The television was showing the assassinated Beatle’s distraught fans at a candle-lit vigil outside his apartment block. Terry was more of an early Beatles man, he’d danced to ‘Twist and Shout’ down the Hammersmith Palais. Right now, it wasn’t easy to imagine anything at all.
Cashman found the remote and muted the bit about imagining there was no heaven.
‘If he’s been shoplifting, throw the book at him.’ Alan Ferris caught his wife’s expression. ‘He has to learn. You spoil him.’
‘If anyone spoils anyone, it’s you giving Sarah expensive jewellery.’ Cathy Ferris sounded weary of a well-worn interchange.
At the mention of Sarah there was a beat.
‘Where is Sarah?’ Alan tipped the bottle at Lee.
‘Actually, I’m really sorry to—’ Terry spoke to Cathy Ferris.
‘Where is she?’ Alan lunged at his stepson. Cashman manoeuvred Ferris back into his chair. So far, apart from Benny in Abba, Terry’s money was on the loving father.
‘I’m sorry to tell you that the body of a little girl fitting Sarah’s description has been found in Little Wormwood Scrubs Park. The child is wearing a skirt. A label with the name “Sarah Ferris” is sewn into the child’s cardigan…’

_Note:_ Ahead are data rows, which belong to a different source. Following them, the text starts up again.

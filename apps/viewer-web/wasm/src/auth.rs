//! Session/auth controller: mediates the passwordless email flow and the
//! wallet connect flow, gates protected actions, and restores sessions on
//! page load with a bounded probe.
//!
//! All `Session` mutation goes through the `SessionController` owned here;
//! the render surface only reads it. Provider SDKs are reached through thin
//! JS bridges so the rest of the system sees one abstract interface per
//! provider instead of duck-typed globals.

use std::cell::RefCell;
use std::rc::Rc;

use docgate_core::{AuthError, AuthMethod, SessionConfig, SessionController};
use js_sys::{Array, Reflect};
use wasm_bindgen::prelude::*;
use wasm_bindgen::JsCast;
use wasm_bindgen_futures::{spawn_local, JsFuture};
use web_sys::console;

use crate::allowlist::Allowlist;
use crate::persist;
use crate::viewer::DocumentSurface;

// Identity-provider bridge (Magic-style passwordless email link).
#[wasm_bindgen(module = "/www/js/magic-bridge.js")]
extern "C" {
    #[wasm_bindgen(js_name = initMagic)]
    fn init_magic(public_key: &str) -> js_sys::Promise;

    /// Resolves to a DID bearer token once the user completes the
    /// out-of-band email-link step. May take arbitrarily long.
    #[wasm_bindgen(js_name = magicLoginWithEmail)]
    fn magic_login_with_email(email: &str) -> js_sys::Promise;

    #[wasm_bindgen(js_name = magicIsLoggedIn)]
    fn magic_is_logged_in() -> js_sys::Promise;

    #[wasm_bindgen(js_name = magicUserEmail)]
    fn magic_user_email() -> js_sys::Promise;

    #[wasm_bindgen(js_name = magicIdToken)]
    fn magic_id_token() -> js_sys::Promise;

    #[wasm_bindgen(js_name = magicLogout)]
    fn magic_logout() -> js_sys::Promise;
}

// Wallet-provider bridge (EIP-1193 style).
#[wasm_bindgen(module = "/www/js/wallet-bridge.js")]
extern "C" {
    /// Resolves to `{ address, chainId }` after the user approves the
    /// connection in the wallet extension.
    #[wasm_bindgen(js_name = walletConnect)]
    fn wallet_connect() -> js_sys::Promise;

    /// Resolves to the already-approved account list without prompting.
    #[wasm_bindgen(js_name = walletAccounts)]
    fn wallet_accounts() -> js_sys::Promise;

    #[wasm_bindgen(js_name = walletDisconnect)]
    fn wallet_disconnect() -> js_sys::Promise;

    #[wasm_bindgen(js_name = onWalletAccountsChanged)]
    fn on_wallet_accounts_changed(callback: &js_sys::Function);

    #[wasm_bindgen(js_name = onWalletDisconnect)]
    fn on_wallet_disconnect(callback: &js_sys::Function);

    #[wasm_bindgen(js_name = onWalletChainChanged)]
    fn on_wallet_chain_changed(callback: &js_sys::Function);
}

pub(crate) fn to_js_error(err: impl std::fmt::Display) -> JsValue {
    JsValue::from_str(&err.to_string())
}

/// Milliseconds left before `deadline_ms`, if at least one remains.
fn remaining_budget_ms(deadline_ms: f64, now_ms: f64) -> Option<i32> {
    let left = deadline_ms - now_ms;
    if left >= 1.0 {
        Some(left.min(f64::from(i32::MAX)) as i32)
    } else {
        None
    }
}

/// Reject after `ms`, for racing against provider probes that may hang.
fn timeout_promise(ms: i32) -> js_sys::Promise {
    js_sys::Promise::new(&mut |_resolve, reject| {
        let on_expiry = Closure::once_into_js(move || {
            let _ = reject.call1(&JsValue::NULL, &JsValue::from_str("Provider check timed out"));
        });
        if let Some(window) = web_sys::window() {
            let _ = window.set_timeout_with_callback_and_timeout_and_arguments_0(
                on_expiry.unchecked_ref(),
                ms,
            );
        }
    })
}

async fn bounded(probe: js_sys::Promise, ms: i32) -> Result<JsValue, JsValue> {
    let race = js_sys::Promise::race(&Array::of2(&probe, &timeout_promise(ms)));
    JsFuture::from(race).await
}

/// Race a probe against whatever is left of a shared deadline, so a chain
/// of probes cannot stack individual timeouts.
async fn bounded_until(probe: js_sys::Promise, deadline_ms: f64) -> Result<JsValue, JsValue> {
    match remaining_budget_ms(deadline_ms, js_sys::Date::now()) {
        Some(ms) => bounded(probe, ms).await,
        None => Err(JsValue::from_str("Restore budget exhausted")),
    }
}

/// Owns the page's `Session` and the two login flows.
#[wasm_bindgen]
pub struct AuthController {
    controller: Rc<RefCell<SessionController>>,
    allowlist: Rc<Allowlist>,
    config: SessionConfig,
    api_base: String,
}

#[wasm_bindgen]
impl AuthController {
    #[wasm_bindgen(constructor)]
    pub fn new(api_base: &str) -> Self {
        console_error_panic_hook::set_once();
        Self {
            controller: Rc::new(RefCell::new(SessionController::new())),
            allowlist: Rc::new(Allowlist::new(api_base)),
            config: SessionConfig::default(),
            api_base: api_base.trim_end_matches('/').to_string(),
        }
    }

    /// Initialize the identity-provider SDK. Must run before the email flow.
    pub async fn init_provider(&self, magic_public_key: &str) -> Result<(), JsValue> {
        JsFuture::from(init_magic(magic_public_key)).await?;
        Ok(())
    }

    /// Passwordless email-link login. Suspends until the user completes the
    /// out-of-band step; never globally timed out.
    pub async fn login_with_email(&self, email: &str) -> Result<(), JsValue> {
        let attempt = self
            .controller
            .borrow_mut()
            .begin_email_login(email)
            .map_err(to_js_error)?;

        if !self.allowlist.is_authorized_email(email).await {
            self.controller.borrow_mut().fail_attempt(attempt);
            return Err(to_js_error(AuthError::AuthorizationDenied));
        }

        let bearer = match JsFuture::from(magic_login_with_email(email)).await {
            Ok(token) => match token.as_string().filter(|t| !t.is_empty()) {
                Some(t) => t,
                None => {
                    self.controller.borrow_mut().fail_attempt(attempt);
                    return Err(to_js_error(AuthError::Provider(
                        "login did not yield a token".to_string(),
                    )));
                }
            },
            Err(e) => {
                self.controller.borrow_mut().fail_attempt(attempt);
                console::error_1(&e);
                return Err(to_js_error(AuthError::Provider(
                    "email login failed".to_string(),
                )));
            }
        };

        match self
            .controller
            .borrow_mut()
            .complete_email_login(attempt, email, bearer)
        {
            Ok(()) => {
                if let Err(e) = persist::remember(AuthMethod::Email, email) {
                    console::warn_1(&e);
                }
                Ok(())
            }
            // A newer attempt or a logout superseded this flow while the
            // user was in their inbox; drop the result.
            Err(AuthError::StaleAttempt) => {
                console::warn_1(&"Ignoring stale email login result".into());
                Ok(())
            }
            Err(e) => Err(to_js_error(e)),
        }
    }

    /// Wallet connect flow. Suspends while the user approves in the
    /// extension; the address is checked against the allow-list before the
    /// session is established.
    pub async fn connect_wallet(&self) -> Result<(), JsValue> {
        let attempt = self.controller.borrow_mut().begin_wallet_connect();

        let address = match JsFuture::from(wallet_connect()).await {
            Ok(account) => match Reflect::get(&account, &"address".into())
                .ok()
                .and_then(|a| a.as_string())
                .filter(|a| !a.is_empty())
            {
                Some(addr) => addr,
                None => {
                    self.controller.borrow_mut().fail_attempt(attempt);
                    return Err(to_js_error(AuthError::Provider(
                        "wallet connect did not yield an address".to_string(),
                    )));
                }
            },
            Err(e) => {
                self.controller.borrow_mut().fail_attempt(attempt);
                console::error_1(&e);
                return Err(to_js_error(AuthError::Provider(
                    "wallet connect failed".to_string(),
                )));
            }
        };

        if !self.allowlist.is_authorized_wallet(&address).await {
            // Undo the provider-side connection before reporting the denial.
            if let Err(e) = JsFuture::from(wallet_disconnect()).await {
                console::warn_1(&e);
            }
            self.controller.borrow_mut().fail_attempt(attempt);
            return Err(to_js_error(AuthError::AuthorizationDenied));
        }

        match self
            .controller
            .borrow_mut()
            .complete_wallet_connect(attempt, &address)
        {
            Ok(()) => {
                if let Err(e) = persist::remember(AuthMethod::Wallet, &address) {
                    console::warn_1(&e);
                }
                Ok(())
            }
            Err(AuthError::StaleAttempt) => {
                console::warn_1(&"Ignoring stale wallet connect result".into());
                Ok(())
            }
            Err(e) => Err(to_js_error(e)),
        }
    }

    /// Best-effort provider teardown, then an unconditional reset to the
    /// empty session. Teardown failures are logged, never propagated.
    pub async fn logout(&self) {
        let method = self.controller.borrow().session().auth_method();
        let teardown = match method {
            AuthMethod::Email => Some(magic_logout()),
            AuthMethod::Wallet => Some(wallet_disconnect()),
            AuthMethod::None => None,
        };
        if let Some(promise) = teardown {
            if let Err(e) = JsFuture::from(promise).await {
                console::warn_1(&e);
            }
        }

        self.controller.borrow_mut().logout();
        if let Err(e) = persist::forget() {
            console::warn_1(&e);
        }
    }

    /// Silent session restore on page load. The whole restore shares one
    /// configured budget, however many provider probes it takes; a hung
    /// check falls back to the unauthenticated state and leaves the login
    /// UI usable.
    pub async fn restore_session(&self) -> bool {
        let deadline = js_sys::Date::now() + f64::from(self.config.restore_timeout_ms);

        // The persisted marker says which provider the previous page used;
        // probe that one first.
        let wallet_first = matches!(persist::recall(), Some((AuthMethod::Wallet, _)));
        let restored = if wallet_first {
            self.restore_wallet_session(deadline).await
                || self.restore_email_session(deadline).await
        } else {
            self.restore_email_session(deadline).await
                || self.restore_wallet_session(deadline).await
        };
        if restored {
            return true;
        }

        // Nothing restorable: drop any stale markers from a previous page.
        if let Err(e) = persist::forget() {
            console::warn_1(&e);
        }
        false
    }

    async fn restore_wallet_session(&self, deadline: f64) -> bool {
        match bounded_until(wallet_accounts(), deadline).await {
            Ok(accounts) => {
                let accounts = Array::from(&accounts);
                let Some(address) = accounts.get(0).as_string().filter(|a| !a.is_empty()) else {
                    return false;
                };
                if self
                    .controller
                    .borrow_mut()
                    .restore_wallet(&address)
                    .is_ok()
                {
                    if let Err(e) = persist::remember(AuthMethod::Wallet, &address) {
                        console::warn_1(&e);
                    }
                    return true;
                }
                false
            }
            Err(e) => {
                console::warn_1(&e);
                false
            }
        }
    }

    async fn restore_email_session(&self, deadline: f64) -> bool {
        match bounded_until(magic_is_logged_in(), deadline).await {
            Ok(logged_in) if logged_in.as_bool() == Some(true) => {}
            Ok(_) => return false,
            Err(e) => {
                console::warn_1(&e);
                return false;
            }
        }
        let email = match bounded_until(magic_user_email(), deadline).await {
            Ok(v) => match v.as_string().filter(|e| !e.is_empty()) {
                Some(e) => e,
                None => return false,
            },
            Err(e) => {
                console::warn_1(&e);
                return false;
            }
        };
        let bearer = match bounded_until(magic_id_token(), deadline).await {
            Ok(v) => match v.as_string().filter(|t| !t.is_empty()) {
                Some(t) => t,
                None => return false,
            },
            Err(e) => {
                console::warn_1(&e);
                return false;
            }
        };

        if self
            .controller
            .borrow_mut()
            .restore_email(&email, bearer)
            .is_ok()
        {
            if let Err(e) = persist::remember(AuthMethod::Email, &email) {
                console::warn_1(&e);
            }
            true
        } else {
            false
        }
    }

    /// React to wallet-side account switches, disconnects, and network
    /// changes for the rest of the page's lifetime. Wallet events only
    /// govern wallet sessions; an email session is untouched by them.
    pub fn watch_wallet_events(&self) {
        let controller = Rc::clone(&self.controller);
        let allowlist = Rc::clone(&self.allowlist);
        let on_change = Closure::<dyn FnMut(JsValue)>::new(move |accounts: JsValue| {
            apply_wallet_accounts_change(&controller, &allowlist, &Array::from(&accounts));
        });
        on_wallet_accounts_changed(on_change.as_ref().unchecked_ref());
        on_change.forget();

        let controller = Rc::clone(&self.controller);
        let on_disconnect = Closure::<dyn FnMut()>::new(move || {
            clear_wallet_session(&controller);
        });
        on_wallet_disconnect(on_disconnect.as_ref().unchecked_ref());
        on_disconnect.forget();

        // The session is chain-agnostic; a network switch is only logged.
        let on_chain = Closure::<dyn FnMut(JsValue)>::new(move |chain_id: JsValue| {
            console::log_2(&"Wallet network changed:".into(), &chain_id);
        });
        on_wallet_chain_changed(on_chain.as_ref().unchecked_ref());
        on_chain.forget();
    }

    /// Build the render surface sharing this controller's session,
    /// read-only.
    pub fn create_surface(&self, container_id: &str) -> Result<DocumentSurface, JsValue> {
        DocumentSurface::attach(Rc::clone(&self.controller), container_id, &self.api_base)
    }

    #[wasm_bindgen(getter)]
    pub fn is_authenticated(&self) -> bool {
        self.controller.borrow().session().is_authenticated()
    }

    #[wasm_bindgen(getter)]
    pub fn identity(&self) -> Option<String> {
        self.controller
            .borrow()
            .session()
            .identity()
            .map(str::to_string)
    }

    #[wasm_bindgen(getter)]
    pub fn auth_method(&self) -> String {
        self.controller
            .borrow()
            .session()
            .auth_method()
            .as_str()
            .to_string()
    }
}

Ferris was up out of his chair. He swung a fist at the wall, punching so hard that his knuckles split. His hand ran with blood.
Cashman and Terry wrestled him back into his chair. There was an animal sound, long and high. Cathy Ferris bent double as if in agony.
Lee fluttered about her. ‘Don’t, Mum. Don’t. It’s all right. It’s OK.’